**Exercise**
The entries below are to be retyped exactly. Preserve every word.

**Record excerpts**
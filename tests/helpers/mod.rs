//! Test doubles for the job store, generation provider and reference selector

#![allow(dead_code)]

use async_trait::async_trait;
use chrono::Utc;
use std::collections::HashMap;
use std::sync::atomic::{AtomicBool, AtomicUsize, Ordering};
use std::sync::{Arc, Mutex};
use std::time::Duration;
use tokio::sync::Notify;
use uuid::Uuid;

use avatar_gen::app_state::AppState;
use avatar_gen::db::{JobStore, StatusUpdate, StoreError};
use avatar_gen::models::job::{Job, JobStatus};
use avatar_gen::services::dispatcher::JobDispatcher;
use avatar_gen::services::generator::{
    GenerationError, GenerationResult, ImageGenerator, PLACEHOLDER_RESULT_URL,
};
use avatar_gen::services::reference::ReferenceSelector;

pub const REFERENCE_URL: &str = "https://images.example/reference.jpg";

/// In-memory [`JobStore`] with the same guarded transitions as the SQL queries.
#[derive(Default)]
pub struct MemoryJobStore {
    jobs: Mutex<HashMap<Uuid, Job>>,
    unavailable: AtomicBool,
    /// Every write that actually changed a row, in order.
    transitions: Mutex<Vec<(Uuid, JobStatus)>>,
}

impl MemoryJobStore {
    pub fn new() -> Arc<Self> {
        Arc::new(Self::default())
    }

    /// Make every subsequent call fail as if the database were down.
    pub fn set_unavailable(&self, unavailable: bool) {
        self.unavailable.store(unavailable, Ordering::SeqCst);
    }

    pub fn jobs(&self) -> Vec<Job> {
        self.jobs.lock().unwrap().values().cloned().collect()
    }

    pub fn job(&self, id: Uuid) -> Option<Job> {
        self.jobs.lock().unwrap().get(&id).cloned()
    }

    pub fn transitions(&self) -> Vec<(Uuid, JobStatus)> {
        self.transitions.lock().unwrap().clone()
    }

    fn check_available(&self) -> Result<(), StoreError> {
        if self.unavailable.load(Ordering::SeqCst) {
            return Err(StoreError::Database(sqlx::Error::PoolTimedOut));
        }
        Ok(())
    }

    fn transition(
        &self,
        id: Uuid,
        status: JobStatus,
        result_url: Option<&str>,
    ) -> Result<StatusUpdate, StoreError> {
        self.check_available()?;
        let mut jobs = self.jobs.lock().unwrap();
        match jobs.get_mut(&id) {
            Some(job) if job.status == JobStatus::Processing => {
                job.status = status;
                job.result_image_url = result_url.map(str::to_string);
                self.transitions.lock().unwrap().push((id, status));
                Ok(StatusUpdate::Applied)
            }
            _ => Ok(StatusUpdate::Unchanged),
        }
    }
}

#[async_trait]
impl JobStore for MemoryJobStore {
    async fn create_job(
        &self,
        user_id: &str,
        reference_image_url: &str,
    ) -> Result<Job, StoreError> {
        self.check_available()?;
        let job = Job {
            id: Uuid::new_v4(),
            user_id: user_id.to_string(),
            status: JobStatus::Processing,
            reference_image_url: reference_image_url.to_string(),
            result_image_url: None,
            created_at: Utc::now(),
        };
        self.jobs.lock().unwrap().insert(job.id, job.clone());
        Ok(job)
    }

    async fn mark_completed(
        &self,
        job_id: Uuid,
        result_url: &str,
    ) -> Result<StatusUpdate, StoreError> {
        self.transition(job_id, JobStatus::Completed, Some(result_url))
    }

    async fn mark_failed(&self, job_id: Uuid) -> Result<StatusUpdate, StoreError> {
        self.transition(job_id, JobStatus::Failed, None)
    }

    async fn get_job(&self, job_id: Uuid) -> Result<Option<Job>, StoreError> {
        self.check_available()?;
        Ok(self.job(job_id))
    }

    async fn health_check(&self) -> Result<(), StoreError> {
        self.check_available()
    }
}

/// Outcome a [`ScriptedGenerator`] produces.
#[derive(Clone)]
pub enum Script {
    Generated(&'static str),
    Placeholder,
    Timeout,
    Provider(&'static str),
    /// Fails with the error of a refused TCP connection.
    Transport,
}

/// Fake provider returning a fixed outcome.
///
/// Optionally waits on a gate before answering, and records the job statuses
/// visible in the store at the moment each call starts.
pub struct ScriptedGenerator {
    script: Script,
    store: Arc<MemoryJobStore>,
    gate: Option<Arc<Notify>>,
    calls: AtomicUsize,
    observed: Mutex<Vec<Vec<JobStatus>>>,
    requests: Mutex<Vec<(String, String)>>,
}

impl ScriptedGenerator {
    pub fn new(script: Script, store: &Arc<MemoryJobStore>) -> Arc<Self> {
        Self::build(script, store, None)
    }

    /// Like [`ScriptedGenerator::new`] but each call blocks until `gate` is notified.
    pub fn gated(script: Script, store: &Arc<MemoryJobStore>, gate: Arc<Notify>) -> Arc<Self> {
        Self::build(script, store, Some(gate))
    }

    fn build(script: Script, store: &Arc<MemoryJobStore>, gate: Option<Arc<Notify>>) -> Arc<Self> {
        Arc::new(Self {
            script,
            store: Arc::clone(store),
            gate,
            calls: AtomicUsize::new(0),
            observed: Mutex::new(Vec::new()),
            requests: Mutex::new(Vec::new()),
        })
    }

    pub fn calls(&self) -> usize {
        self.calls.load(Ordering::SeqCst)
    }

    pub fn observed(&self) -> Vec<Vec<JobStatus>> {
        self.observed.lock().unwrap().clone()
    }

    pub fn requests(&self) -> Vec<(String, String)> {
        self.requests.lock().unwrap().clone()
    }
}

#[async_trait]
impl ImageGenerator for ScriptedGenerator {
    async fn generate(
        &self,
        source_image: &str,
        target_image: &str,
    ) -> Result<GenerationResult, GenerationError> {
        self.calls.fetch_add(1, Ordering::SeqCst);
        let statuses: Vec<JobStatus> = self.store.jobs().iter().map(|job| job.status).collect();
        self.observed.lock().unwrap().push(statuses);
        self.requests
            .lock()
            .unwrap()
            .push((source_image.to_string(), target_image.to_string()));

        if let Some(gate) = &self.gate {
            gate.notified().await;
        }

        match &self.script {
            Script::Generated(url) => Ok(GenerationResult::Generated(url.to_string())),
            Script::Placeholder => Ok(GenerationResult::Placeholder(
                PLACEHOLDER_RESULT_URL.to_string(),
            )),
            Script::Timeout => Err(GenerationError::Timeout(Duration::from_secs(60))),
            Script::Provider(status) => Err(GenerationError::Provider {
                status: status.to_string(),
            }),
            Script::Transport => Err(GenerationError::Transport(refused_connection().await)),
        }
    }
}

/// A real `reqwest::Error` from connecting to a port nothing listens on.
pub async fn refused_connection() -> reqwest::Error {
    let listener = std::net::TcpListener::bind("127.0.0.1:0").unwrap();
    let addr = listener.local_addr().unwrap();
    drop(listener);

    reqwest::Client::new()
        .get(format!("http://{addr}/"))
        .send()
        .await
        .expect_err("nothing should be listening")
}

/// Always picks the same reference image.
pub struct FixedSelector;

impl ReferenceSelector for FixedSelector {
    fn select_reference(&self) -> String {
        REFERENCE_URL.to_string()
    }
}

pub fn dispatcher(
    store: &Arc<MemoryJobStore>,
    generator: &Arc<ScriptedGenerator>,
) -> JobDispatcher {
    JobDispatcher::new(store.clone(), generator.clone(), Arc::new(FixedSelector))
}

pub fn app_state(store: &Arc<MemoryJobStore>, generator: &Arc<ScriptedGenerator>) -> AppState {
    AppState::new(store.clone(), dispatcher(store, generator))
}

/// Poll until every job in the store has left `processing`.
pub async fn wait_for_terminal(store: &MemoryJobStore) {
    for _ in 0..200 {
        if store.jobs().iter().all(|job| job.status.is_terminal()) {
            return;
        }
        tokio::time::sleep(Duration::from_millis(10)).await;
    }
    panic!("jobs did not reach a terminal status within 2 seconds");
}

**Answer section**
filename tests/helpers/mod.rs
//! Test doubles for the job store, generation provider and reference selector

#![allow(dead_code)]

use async_trait::async_trait;
use chrono::Utc;
use std::collections::HashMap;
use std::sync::atomic::{AtomicBool, AtomicUsize, Ordering};
use std::sync::{Arc, Mutex};
use std::time::Duration;
use tokio::sync::Notify;
use uuid::Uuid;

use avatar_gen::app_state::AppState;
use avatar_gen::db::{JobStore, StatusUpdate, StoreError};
use avatar_gen::models::job::{Job, JobStatus};
use avatar_gen::services::dispatcher::JobDispatcher;
use avatar_gen::services::generator::{
    GenerationError, GenerationResult, ImageGenerator, PLACEHOLDER_RESULT_URL,
};
use avatar_gen::services::reference::ReferenceSelector;

pub const REFERENCE_URL: &str = "https://images.example/reference.jpg";

/// In-memory [`JobStore`] with the same guarded transitions as the SQL queries.
#[derive(Default)]
pub struct MemoryJobStore {
    jobs: Mutex<HashMap<Uuid, Job>>,
    unavailable: AtomicBool,
    /// Every write that actually changed a row, in order.
    transitions: Mutex<Vec<(Uuid, JobStatus)>>,
}

impl MemoryJobStore {
    pub fn new() -> Arc<Self> {
        Arc::new(Self::default())
    }

    /// Make every subsequent call fail as if the database were down.
    pub fn set_unavailable(&self, unavailable: bool) {
        self.unavailable.store(unavailable, Ordering::SeqCst);
    }

    pub fn jobs(&self) -> Vec<Job> {
        self.jobs.lock().unwrap().values().cloned().collect()
    }

    pub fn job(&self, id: Uuid) -> Option<Job> {
        self.jobs.lock().unwrap().get(&id).cloned()
    }

    pub fn transitions(&self) -> Vec<(Uuid, JobStatus)> {
        self.transitions.lock().unwrap().clone()
    }

    fn check_available(&self) -> Result<(), StoreError> {
        if self.unavailable.load(Ordering::SeqCst) {
            return Err(StoreError::Database(sqlx::Error::PoolTimedOut));
        }
        Ok(())
    }

    fn transition(
        &self,
        id: Uuid,
        status: JobStatus,
        result_url: Option<&str>,
    ) -> Result<StatusUpdate, StoreError> {
        self.check_available()?;
        let mut jobs = self.jobs.lock().unwrap();
        match jobs.get_mut(&id) {
            Some(job) if job.status == JobStatus::Processing => {
                job.status = status;
                job.result_image_url = result_url.map(str::to_string);
                self.transitions.lock().unwrap().push((id, status));
                Ok(StatusUpdate::Applied)
            }
            _ => Ok(StatusUpdate::Unchanged),
        }
    }
}

#[async_trait]
impl JobStore for MemoryJobStore {
    async fn create_job(
        &self,
        user_id: &str,
        reference_image_url: &str,
    ) -> Result<Job, StoreError> {
        self.check_available()?;
        let job = Job {
            id: Uuid::new_v4(),
            user_id: user_id.to_string(),
            status: JobStatus::Processing,
            reference_image_url: reference_image_url.to_string(),
            result_image_url: None,
            created_at: Utc::now(),
        };
        self.jobs.lock().unwrap().insert(job.id, job.clone());
        Ok(job)
    }

    async fn mark_completed(
        &self,
        job_id: Uuid,
        result_url: &str,
    ) -> Result<StatusUpdate, StoreError> {
        self.transition(job_id, JobStatus::Completed, Some(result_url))
    }

    async fn mark_failed(&self, job_id: Uuid) -> Result<StatusUpdate, StoreError> {
        self.transition(job_id, JobStatus::Failed, None)
    }

    async fn get_job(&self, job_id: Uuid) -> Result<Option<Job>, StoreError> {
        self.check_available()?;
        Ok(self.job(job_id))
    }

    async fn health_check(&self) -> Result<(), StoreError> {
        self.check_available()
    }
}

/// Outcome a [`ScriptedGenerator`] produces.
#[derive(Clone)]
pub enum Script {
    Generated(&'static str),
    Placeholder,
    Timeout,
    Provider(&'static str),
    /// Fails with the error of a refused TCP connection.
    Transport,
}

/// Fake provider returning a fixed outcome.
///
/// Optionally waits on a gate before answering, and records the job statuses
/// visible in the store at the moment each call starts.
pub struct ScriptedGenerator {
    script: Script,
    store: Arc<MemoryJobStore>,
    gate: Option<Arc<Notify>>,
    calls: AtomicUsize,
    observed: Mutex<Vec<Vec<JobStatus>>>,
    requests: Mutex<Vec<(String, String)>>,
}

impl ScriptedGenerator {
    pub fn new(script: Script, store: &Arc<MemoryJobStore>) -> Arc<Self> {
        Self::build(script, store, None)
    }

    /// Like [`ScriptedGenerator::new`] but each call blocks until `gate` is notified.
    pub fn gated(script: Script, store: &Arc<MemoryJobStore>, gate: Arc<Notify>) -> Arc<Self> {
        Self::build(script, store, Some(gate))
    }

    fn build(script: Script, store: &Arc<MemoryJobStore>, gate: Option<Arc<Notify>>) -> Arc<Self> {
        Arc::new(Self {
            script,
            store: Arc::clone(store),
            gate,
            calls: AtomicUsize::new(0),
            observed: Mutex::new(Vec::new()),
            requests: Mutex::new(Vec::new()),
        })
    }

    pub fn calls(&self) -> usize {
        self.calls.load(Ordering::SeqCst)
    }

    pub fn observed(&self) -> Vec<Vec<JobStatus>> {
        self.observed.lock().unwrap().clone()
    }

    pub fn requests(&self) -> Vec<(String, String)> {
        self.requests.lock().unwrap().clone()
    }
}

#[async_trait]
impl ImageGenerator for ScriptedGenerator {
    async fn generate(
        &self,
        source_image: &str,
        target_image: &str,
    ) -> Result<GenerationResult, GenerationError> {
        self.calls.fetch_add(1, Ordering::SeqCst);
        let statuses: Vec<JobStatus> = self.store.jobs().iter().map(|job| job.status).collect();
        self.observed.lock().unwrap().push(statuses);
        self.requests
            .lock()
            .unwrap()
            .push((source_image.to_string(), target_image.to_string()));

        if let Some(gate) = &self.gate {
            gate.notified().await;
        }

        match &self.script {
            Script::Generated(url) => Ok(GenerationResult::Generated(url.to_string())),
            Script::Placeholder => Ok(GenerationResult::Placeholder(
                PLACEHOLDER_RESULT_URL.to_string(),
            )),
            Script::Timeout => Err(GenerationError::Timeout(Duration::from_secs(60))),
            Script::Provider(status) => Err(GenerationError::Provider {
                status: status.to_string(),
            }),
            Script::Transport => Err(GenerationError::Transport(refused_connection().await)),
        }
    }
}

/// A real `reqwest::Error` from connecting to a port nothing listens on.
pub async fn refused_connection() -> reqwest::Error {
    let listener = std::net::TcpListener::bind("127.0.0.1:0").unwrap();
    let addr = listener.local_addr().unwrap();
    drop(listener);

    reqwest::Client::new()
        .get(format!("http://{addr}/"))
        .send()
        .await
        .expect_err("nothing should be listening")
}

/// Always picks the same reference image.
pub struct FixedSelector;

impl ReferenceSelector for FixedSelector {
    fn select_reference(&self) -> String {
        REFERENCE_URL.to_string()
    }
}

pub fn dispatcher(
    store: &Arc<MemoryJobStore>,
    generator: &Arc<ScriptedGenerator>,
) -> JobDispatcher {
    JobDispatcher::new(store.clone(), generator.clone(), Arc::new(FixedSelector))
}

pub fn app_state(store: &Arc<MemoryJobStore>, generator: &Arc<ScriptedGenerator>) -> AppState {
    AppState::new(store.clone(), dispatcher(store, generator))
}

/// Poll until every job in the store has left `processing`.
pub async fn wait_for_terminal(store: &MemoryJobStore) {
    for _ in 0..200 {
        if store.jobs().iter().all(|job| job.status.is_terminal()) {
            return;
        }
        tokio::time::sleep(Duration::from_millis(10)).await;
    }
    panic!("jobs did not reach a terminal status within 2 seconds");
}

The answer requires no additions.